Deputy Nicolette Raylan groaned. She had helped Guy Marvel clear out the angels around that set because back in the day she had loved his movies. They were absolute disasters and therefore cult classics as far as she was concerned. But spending as little as twenty seconds with the man shot all that adoration in the face and buried it. 
He was one of those directors. Arrogant and sleazy and gross. Her film major friends in college had been privy to a few of those jerks in the making. And now she got to deal with them herself. And there was no way in Hell that he was going to leave her alone if she just ignored him. Men didn’t work that way. And now she was within walking distance of the set. And sure, the PAs seemed decent enough considering they wanted to murder the man, but she still didn’t like her chances. She needed somebody, but the Ryes were across town, Sharky and Hurk were off melting angel faces somewhere and probably couldn’t hear a radio over explosions and fire, Jess and Grace had gone hunting that day- there were next to no options if she wanted to deter the creep. 
Until she got an idea. A horrible, no good, stupid, very very bad idea, but it would probably work. And be the fastest option. But also open a brand new can of Yikes worms. Fuck. 
It had taken her ten minutes and three radio calls from Guy in the span of five of those minutes to make her decision. 
Stomach in knots, she switched to a different frequency and leaned in. “John? I need a favor.” 
The response was nearly immediate. “Deputy…” came John’s distinct purr. “To what do I owe the pleasure?” 
“What are you doing right now?” she asked. Because right, what she was about to suggest wasn’t going to inflate his ego enough, she just had to go with suggestive phrasing. 

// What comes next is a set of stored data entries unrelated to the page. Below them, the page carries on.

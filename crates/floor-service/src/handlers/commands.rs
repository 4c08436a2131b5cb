//! Command handlers for the floor service.
//!
//! Every mutating endpoint resolves to exactly one [`Command`] executed by
//! the floor actor on behalf of the authenticated participant:
//!
//! - `POST /api/v1/register` - Register the caller as a member
//! - `POST /api/v1/seat/join`, `/seat/leave` - Presence
//! - `POST /api/v1/seat/status` - Seat status transition (self or president)
//! - `POST /api/v1/seat/request-speak`, `/seat/object` - Raise a hand or object
//! - `POST /api/v1/queue/{id}/activate`, `/queue/{id}/complete`,
//!   `/queue/active/complete` - Business queue (president)
//! - `POST /api/v1/proposals`, `PUT|DELETE /api/v1/proposals/{id}` - Proposals
//! - `POST /api/v1/proposals/{id}/votes` - Cast or change a vote
//! - `POST /api/v1/proposals/{id}/stupid` - Exclude from voting (president)
//! - `POST /api/v1/voting/end` - Close voting for a category (president)
//! - `PATCH /api/v1/participants/{id}` - Roster edit (president)
//! - `POST /api/v1/participants/{id}/fines` - Impose a fine (president)
//! - `POST /api/v1/break`, `/break/end`, `/session/end` - Lifecycle (president)
//!
//! Successful commands answer with the committed events. Bodies are parsed
//! by hand so malformed JSON yields the service's 400 error shape instead
//! of the framework's default rejection.

use crate::errors::FloorError;
use crate::floor::{
    AttributePatch, Command, EventEnvelope, ProposalCategory, ProposalPatch, ProposalSpec,
    SeatStatus, VoteChoice,
};
use crate::routes::AppState;
use axum::{
    body::Bytes,
    extract::{Path, State},
    http::StatusCode,
    Extension, Json,
};
use common::types::{ParticipantId, ProposalId, QueueItemId};
use serde::de::DeserializeOwned;
use serde::{Deserialize, Serialize};
use std::str::FromStr;
use std::sync::Arc;
use tracing::instrument;

/// Events committed by a successful command.
#[derive(Debug, Serialize, Deserialize)]
pub struct CommandResponse {
    pub events: Vec<EventEnvelope>,
}

#[derive(Debug, Deserialize)]
pub struct SetSeatStatusRequest {
    pub participant_id: ParticipantId,
    pub status: SeatStatus,
}

#[derive(Debug, Deserialize)]
pub struct CastVoteRequest {
    pub choice: VoteChoice,
}

#[derive(Debug, Deserialize)]
pub struct SetStupidRequest {
    pub stupid: bool,
}

#[derive(Debug, Deserialize)]
pub struct EndVotingRequest {
    pub category: ProposalCategory,
}

#[derive(Debug, Deserialize)]
pub struct ImposeFineRequest {
    pub amount: u64,
    pub reason: String,
}

fn parse_body<T: DeserializeOwned>(body: &Bytes) -> Result<T, FloorError> {
    serde_json::from_slice(body).map_err(|e| {
        tracing::debug!(target: "floor.handlers", error = %e, "Invalid request body");
        FloorError::Validation("Invalid request body".to_string())
    })
}

fn parse_id<T: FromStr>(raw: &str, what: &str) -> Result<T, FloorError> {
    raw.parse()
        .map_err(|_| FloorError::Validation(format!("Invalid {what} id: {raw}")))
}

/// Run one command through the floor actor.
///
/// Commit and rejection are logged by the actor.
async fn dispatch(
    state: &AppState,
    actor: ParticipantId,
    command: Command,
) -> Result<Json<CommandResponse>, FloorError> {
    let events = state.floor.execute(actor, command).await?;
    Ok(Json(CommandResponse { events }))
}

// ============================================================================
// Registration and presence
// ============================================================================

/// Handler for POST /api/v1/register
///
/// # Response
///
/// - 201 Created: caller registered as a member
/// - 400 Bad Request: identity fails validation
/// - 409 Conflict: identity already registered
/// - 410 Gone: session ended
#[instrument(skip_all, name = "floor.handlers.register")]
pub async fn register(
    State(state): State<Arc<AppState>>,
    Extension(actor): Extension<ParticipantId>,
) -> Result<(StatusCode, Json<CommandResponse>), FloorError> {
    let response = dispatch(&state, actor, Command::Register).await?;
    Ok((StatusCode::CREATED, response))
}

#[instrument(skip_all, name = "floor.handlers.join_seat")]
pub async fn join_seat(
    State(state): State<Arc<AppState>>,
    Extension(actor): Extension<ParticipantId>,
) -> Result<Json<CommandResponse>, FloorError> {
    dispatch(&state, actor, Command::JoinSeat).await
}

#[instrument(skip_all, name = "floor.handlers.leave_seat")]
pub async fn leave_seat(
    State(state): State<Arc<AppState>>,
    Extension(actor): Extension<ParticipantId>,
) -> Result<Json<CommandResponse>, FloorError> {
    dispatch(&state, actor, Command::LeaveSeat).await
}

// ============================================================================
// Seat status
// ============================================================================

/// Handler for POST /api/v1/seat/status
///
/// Applies one edge of the seat transition table to `participant_id`.
/// Members may only move themselves; recognition and forced returns to
/// NEUTRAL are the president's.
#[instrument(skip_all, name = "floor.handlers.set_seat_status")]
pub async fn set_seat_status(
    State(state): State<Arc<AppState>>,
    Extension(actor): Extension<ParticipantId>,
    body: Bytes,
) -> Result<Json<CommandResponse>, FloorError> {
    let request: SetSeatStatusRequest = parse_body(&body)?;
    dispatch(
        &state,
        actor,
        Command::SetSeatStatus {
            target: request.participant_id,
            status: request.status,
        },
    )
    .await
}

#[instrument(skip_all, name = "floor.handlers.request_speak")]
pub async fn request_speak(
    State(state): State<Arc<AppState>>,
    Extension(actor): Extension<ParticipantId>,
) -> Result<Json<CommandResponse>, FloorError> {
    dispatch(&state, actor, Command::RequestSpeak).await
}

#[instrument(skip_all, name = "floor.handlers.object_floor")]
pub async fn object_floor(
    State(state): State<Arc<AppState>>,
    Extension(actor): Extension<ParticipantId>,
) -> Result<Json<CommandResponse>, FloorError> {
    dispatch(&state, actor, Command::ObjectFloor).await
}

// ============================================================================
// Business queue
// ============================================================================

#[instrument(skip_all, name = "floor.handlers.activate_queue_item", fields(item_id = %id))]
pub async fn activate_queue_item(
    State(state): State<Arc<AppState>>,
    Extension(actor): Extension<ParticipantId>,
    Path(id): Path<String>,
) -> Result<Json<CommandResponse>, FloorError> {
    let id: QueueItemId = parse_id(&id, "queue item")?;
    dispatch(&state, actor, Command::SetQueueItemActive(id)).await
}

#[instrument(skip_all, name = "floor.handlers.complete_queue_item", fields(item_id = %id))]
pub async fn complete_queue_item(
    State(state): State<Arc<AppState>>,
    Extension(actor): Extension<ParticipantId>,
    Path(id): Path<String>,
) -> Result<Json<CommandResponse>, FloorError> {
    let id: QueueItemId = parse_id(&id, "queue item")?;
    dispatch(&state, actor, Command::CompleteQueueItem(id)).await
}

#[instrument(skip_all, name = "floor.handlers.complete_active_queue_item")]
pub async fn complete_active_queue_item(
    State(state): State<Arc<AppState>>,
    Extension(actor): Extension<ParticipantId>,
) -> Result<Json<CommandResponse>, FloorError> {
    dispatch(&state, actor, Command::CompleteActiveQueueItem).await
}

// ============================================================================
// Proposals and voting
// ============================================================================

/// Handler for POST /api/v1/proposals
///
/// # Response
///
/// - 201 Created: proposal created and queued for discussion
/// - 400 Bad Request: empty title/party or malformed requirement
/// - 403 Forbidden: caller is not the president
/// - 404 Not Found: associated proposal does not exist
#[instrument(skip_all, name = "floor.handlers.create_proposal")]
pub async fn create_proposal(
    State(state): State<Arc<AppState>>,
    Extension(actor): Extension<ParticipantId>,
    body: Bytes,
) -> Result<(StatusCode, Json<CommandResponse>), FloorError> {
    let spec: ProposalSpec = parse_body(&body)?;
    let response = dispatch(&state, actor, Command::CreateProposal(spec)).await?;
    Ok((StatusCode::CREATED, response))
}

#[instrument(skip_all, name = "floor.handlers.update_proposal", fields(proposal_id = %id))]
pub async fn update_proposal(
    State(state): State<Arc<AppState>>,
    Extension(actor): Extension<ParticipantId>,
    Path(id): Path<String>,
    body: Bytes,
) -> Result<Json<CommandResponse>, FloorError> {
    let id: ProposalId = parse_id(&id, "proposal")?;
    let patch: ProposalPatch = parse_body(&body)?;
    dispatch(&state, actor, Command::UpdateProposal(id, patch)).await
}

#[instrument(skip_all, name = "floor.handlers.remove_proposal", fields(proposal_id = %id))]
pub async fn remove_proposal(
    State(state): State<Arc<AppState>>,
    Extension(actor): Extension<ParticipantId>,
    Path(id): Path<String>,
) -> Result<Json<CommandResponse>, FloorError> {
    let id: ProposalId = parse_id(&id, "proposal")?;
    dispatch(&state, actor, Command::RemoveProposal(id)).await
}

/// Handler for POST /api/v1/proposals/{id}/votes
///
/// Upserts the caller's vote. The choice itself is never logged.
#[instrument(skip_all, name = "floor.handlers.cast_vote", fields(proposal_id = %id))]
pub async fn cast_vote(
    State(state): State<Arc<AppState>>,
    Extension(actor): Extension<ParticipantId>,
    Path(id): Path<String>,
    body: Bytes,
) -> Result<Json<CommandResponse>, FloorError> {
    let id: ProposalId = parse_id(&id, "proposal")?;
    let request: CastVoteRequest = parse_body(&body)?;
    dispatch(&state, actor, Command::CastVote(id, request.choice)).await
}

#[instrument(skip_all, name = "floor.handlers.set_stupid", fields(proposal_id = %id))]
pub async fn set_stupid(
    State(state): State<Arc<AppState>>,
    Extension(actor): Extension<ParticipantId>,
    Path(id): Path<String>,
    body: Bytes,
) -> Result<Json<CommandResponse>, FloorError> {
    let id: ProposalId = parse_id(&id, "proposal")?;
    let request: SetStupidRequest = parse_body(&body)?;
    dispatch(&state, actor, Command::SetStupid(id, request.stupid)).await
}

#[instrument(skip_all, name = "floor.handlers.end_voting")]
pub async fn end_voting(
    State(state): State<Arc<AppState>>,
    Extension(actor): Extension<ParticipantId>,
    body: Bytes,
) -> Result<Json<CommandResponse>, FloorError> {
    let request: EndVotingRequest = parse_body(&body)?;
    dispatch(&state, actor, Command::EndVoting(request.category)).await
}

// ============================================================================
// Roster
// ============================================================================

#[instrument(skip_all, name = "floor.handlers.update_attributes", fields(target = %id))]
pub async fn update_attributes(
    State(state): State<Arc<AppState>>,
    Extension(actor): Extension<ParticipantId>,
    Path(id): Path<String>,
    body: Bytes,
) -> Result<Json<CommandResponse>, FloorError> {
    let patch: AttributePatch = parse_body(&body)?;
    dispatch(
        &state,
        actor,
        Command::UpdateAttributes(ParticipantId::new(id), patch),
    )
    .await
}

#[instrument(skip_all, name = "floor.handlers.impose_fine", fields(target = %id))]
pub async fn impose_fine(
    State(state): State<Arc<AppState>>,
    Extension(actor): Extension<ParticipantId>,
    Path(id): Path<String>,
    body: Bytes,
) -> Result<Json<CommandResponse>, FloorError> {
    let request: ImposeFineRequest = parse_body(&body)?;
    dispatch(
        &state,
        actor,
        Command::ImposeFine {
            target: ParticipantId::new(id),
            amount: request.amount,
            reason: request.reason,
        },
    )
    .await
}

// ============================================================================
// Session lifecycle
// ============================================================================

#[instrument(skip_all, name = "floor.handlers.call_break")]
pub async fn call_break(
    State(state): State<Arc<AppState>>,
    Extension(actor): Extension<ParticipantId>,
) -> Result<Json<CommandResponse>, FloorError> {
    dispatch(&state, actor, Command::CallBreak).await
}

#[instrument(skip_all, name = "floor.handlers.end_break")]
pub async fn end_break(
    State(state): State<Arc<AppState>>,
    Extension(actor): Extension<ParticipantId>,
) -> Result<Json<CommandResponse>, FloorError> {
    dispatch(&state, actor, Command::EndBreak).await
}

/// Handler for POST /api/v1/session/end
///
/// Terminal. Every later command on this floor fails with 410 Gone.
#[instrument(skip_all, name = "floor.handlers.end_session")]
pub async fn end_session(
    State(state): State<Arc<AppState>>,
    Extension(actor): Extension<ParticipantId>,
) -> Result<Json<CommandResponse>, FloorError> {
    dispatch(&state, actor, Command::EndSession).await
}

“Why repairing all the damage you caused around these parts the last couple of days, my dear. Why do you ask?” 
“I need you to meet me at the Guy Marvel set in ten minutes.” 
“Now why would I-” 
“Because, and I can’t believe I’m about to say this- I need to make a fucking point to this fucker, and you’re the only person around who I could make this work with. And I mean, considering you’re both interested in me, out of the two of you you’re the one I trust not to shove his hand down my pants mid-conversation.” 
“… … … What?” 
“Just get here.” 
She made her way back to the set and waited. Minutes ticked by like hours until she saw the cherry red Pygmalion speeding down the road. She saw him pull up to the lot, she and John made eye contact and she delighted in the confused look he gave her. She coughed obnoxiously loudly so Guy would hear it a few yards away nd hurried over to the car. She yanked the door open and climbed inside. Her stomach lurched one more time before she decided to sell her soul to the devil. “Kiss me.” 
John’s eyebrows shot up, but he recovered quickly enough and smirked. “Lust is a-” 
“Sin. Yeah it is, that’s part of the fucking problem. Kiss me.” 
“Why the-” 
“Jesus,” Nicolette hissed before she leaned over him and yanked the lever to tilt his seat backwards. She tried not to enjoy his yelp of alarm too much before she tossed a leg over his lap, crushed her mouth to his and ground her hips down into his for good measure. 
And of course she felt him respond below the belt within seconds and she almost groaned in disgust- and then annoyance when she felt that he was packing. Of course the guy who, in any other circumstance, she probably would’ve jumped into bed with immediately if not for the whole psychopath thing, was hung. It wasn’t fair. 
“BABY! What the fuck is taking you so long?!” 
And there he was, the asshole of the hour. Showtime. She grimaced internally for a moment before she grabbed John’s headrest in order to scoot higher into his lap, then took his hands and put them on her ass. Well, now she was the hypocrite, considering that ‘hands in my pants’ comment she had made when she was practically assaulting him- except he was hardly complaining.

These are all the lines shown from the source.